Objects of Substance- Nil Sine Labore

Nil Sine Labore : Our School Song

Original sheet music of the School Song

‘We teach music because it is unique and good. We teach music so that children can make their own music. We teach music because it acts in a unique way on the heart, mind, soul and spirit of the child, stimulating thought and imagination in very special ways.’ — Dr Richard Gill, Sydney Morning Herald. 1 The composer of our School Song, Dr Richard Gill OAM, was arguably the most influential figure in music education advocacy in Australia. He was passionate and insistent: everyone can sing; and everyone can compose music.
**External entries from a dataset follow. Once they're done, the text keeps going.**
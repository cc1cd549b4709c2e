//! SHA-512 based `crypt(3)` (`$6$` settings), compatible with glibc.

use sha2::{Digest, Sha512};
use thiserror::Error;

const PREFIX: &str = "$6$";
const ROUNDS_PREFIX: &str = "rounds=";

pub const ROUNDS_DEFAULT: u32 = 5000;
pub const ROUNDS_MIN: u32 = 1000;
pub const ROUNDS_MAX: u32 = 999_999_999;

/// Salt characters beyond this are ignored
const SALT_LEN_MAX: usize = 16;

const ALPHABET: &[u8; 64] = b"./0123456789ABCDEFGHIJKLMNOPQRSTUVWXYZabcdefghijklmnopqrstuvwxyz";

/// Byte order in which the final digest is base64-encoded, three bytes at a time
const PERMUTATION: [(usize, usize, usize); 21] = [
    (0, 21, 42),
    (22, 43, 1),
    (44, 2, 23),
    (3, 24, 45),
    (25, 46, 4),
    (47, 5, 26),
    (6, 27, 48),
    (28, 49, 7),
    (50, 8, 29),
    (9, 30, 51),
    (31, 52, 10),
    (53, 11, 32),
    (12, 33, 54),
    (34, 55, 13),
    (56, 14, 35),
    (15, 36, 57),
    (37, 58, 16),
    (59, 17, 38),
    (18, 39, 60),
    (40, 61, 19),
    (62, 20, 41),
];

#[derive(Error, Debug, Clone, PartialEq, Eq)]
pub enum CryptError {
    #[error("unsupported crypt setting '{0}' (expected `$6$[rounds=N$]salt`)")]
    UnsupportedSetting(String),

    #[error("invalid rounds value '{0}'")]
    InvalidRounds(String),
}

/// Parsed `$6$[rounds=N$]salt[$...]` setting
struct Setting<'a> {
    salt: &'a [u8],
    rounds: u32,
    custom_rounds: bool,
}

fn parse_setting(setting: &str) -> Result<Setting<'_>, CryptError> {
    let rest = setting
        .strip_prefix(PREFIX)
        .ok_or_else(|| CryptError::UnsupportedSetting(setting.to_string()))?;

    let (rounds, custom_rounds, rest) = match rest.strip_prefix(ROUNDS_PREFIX) {
        Some(field) => {
            let (digits, tail) = field
                .split_once('$')
                .ok_or_else(|| CryptError::InvalidRounds(field.to_string()))?;
            let requested: u64 = digits
                .parse()
                .map_err(|_| CryptError::InvalidRounds(digits.to_string()))?;
            let rounds = requested.clamp(ROUNDS_MIN as u64, ROUNDS_MAX as u64) as u32;
            (rounds, true, tail)
        }
        None => (ROUNDS_DEFAULT, false, rest),
    };

    // Salt runs to the next '$' (a full hash may be passed back in as the setting)
    let salt = rest.split('$').next().unwrap_or_default().as_bytes();
    let salt = &salt[..salt.len().min(SALT_LEN_MAX)];

    Ok(Setting {
        salt,
        rounds,
        custom_rounds,
    })
}

fn finish(hasher: Sha512) -> [u8; 64] {
    let mut out = [0u8; 64];
    out.copy_from_slice(&hasher.finalize());
    out
}

/// `digest` repeated and truncated to exactly `len` bytes
fn repeat_to_len(digest: &[u8; 64], len: usize) -> Vec<u8> {
    digest.iter().copied().cycle().take(len).collect()
}

fn push_b64(out: &mut String, b2: u8, b1: u8, b0: u8, n: usize) {
    let mut w = ((b2 as u32) << 16) | ((b1 as u32) << 8) | b0 as u32;
    for _ in 0..n {
        out.push(ALPHABET[(w & 0x3f) as usize] as char);
        w >>= 6;
    }
}

/// Hash `password` under a `$6$` setting, returning the full crypt string
/// (`$6$[rounds=N$]salt$hash`).
pub fn sha512_crypt(password: &str, setting: &str) -> Result<String, CryptError> {
    let Setting {
        salt,
        rounds,
        custom_rounds,
    } = parse_setting(setting)?;
    let key = password.as_bytes();

    let mut hasher = Sha512::new();
    hasher.update(key);
    hasher.update(salt);
    hasher.update(key);
    let alternate = finish(hasher);

    let mut hasher = Sha512::new();
    hasher.update(key);
    hasher.update(salt);
    hasher.update(repeat_to_len(&alternate, key.len()));
    let mut n = key.len();
    while n > 0 {
        if n & 1 != 0 {
            hasher.update(alternate);
        } else {
            hasher.update(key);
        }
        n >>= 1;
    }
    let mut digest = finish(hasher);

    let mut hasher = Sha512::new();
    for _ in 0..key.len() {
        hasher.update(key);
    }
    let p_bytes = repeat_to_len(&finish(hasher), key.len());

    let mut hasher = Sha512::new();
    for _ in 0..16 + digest[0] as usize {
        hasher.update(salt);
    }
    let s_bytes = repeat_to_len(&finish(hasher), salt.len());

    for round in 0..rounds {
        let mut hasher = Sha512::new();
        if round % 2 == 1 {
            hasher.update(&p_bytes);
        } else {
            hasher.update(digest);
        }
        if round % 3 != 0 {
            hasher.update(&s_bytes);
        }
        if round % 7 != 0 {
            hasher.update(&p_bytes);
        }
        if round % 2 == 1 {
            hasher.update(digest);
        } else {
            hasher.update(&p_bytes);
        }
        digest = finish(hasher);
    }

    let mut out = String::with_capacity(PREFIX.len() + 32 + salt.len() + 1 + 86);
    out.push_str(PREFIX);
    if custom_rounds {
        out.push_str(&format!("{ROUNDS_PREFIX}{rounds}$"));
    }
    out.push_str(&String::from_utf8_lossy(salt));
    out.push('$');
    for (a, b, c) in PERMUTATION {
        push_b64(&mut out, digest[a], digest[b], digest[c], 4);
    }
    push_b64(&mut out, 0, 0, digest[63], 2);

    Ok(out)
}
In 1999, Principal, Mrs Judith Hancock, commissioned Dr Gill to compose our School Song in preparation for the new millennium. It was to be a full orchestral work beginning with a prelude and leading to the song, ‘somewhat like the Brahms Academic Festival Overture’ (Correspondence, 1999). As the brief evolved, Gill was encouraged further to capture the ‘youthful spirit of the students’ (Spring Gazette, 2010). Mrs Svyetlana Hadgraft, a beloved English teacher who was keenly involved in music, had been tasked by Mrs Hancock to pen the text. With the Principal requesting references to the past, the present and the future, Mrs Hadgraft’s timeless solution was to focus on the enduring ethos of the School: ‘ Maintain our founder's vision bold: a life enriched by learning ’. Dr Richard Gill’s musical gestures are bold, and he played with phrase length and melodic contour. For instance, the opening ‘ Nil Sine Labore! ’ is repeated and declamatory, while ‘ Dare to let your dreams take wing and soar ’ is drawn out as a longer, rising sequence of notes, pivoting into another universe and ending in a modulation to another key. This marriage of text and music has resulted in a work that is still performed effortlessly and energetically in School assemblies 20 years later. First officially performed at the School Executive Induction on 15 March 2000 at City Hall, our School Song was ‘heralded as a great success by the girls’ (Annual Report, 2000).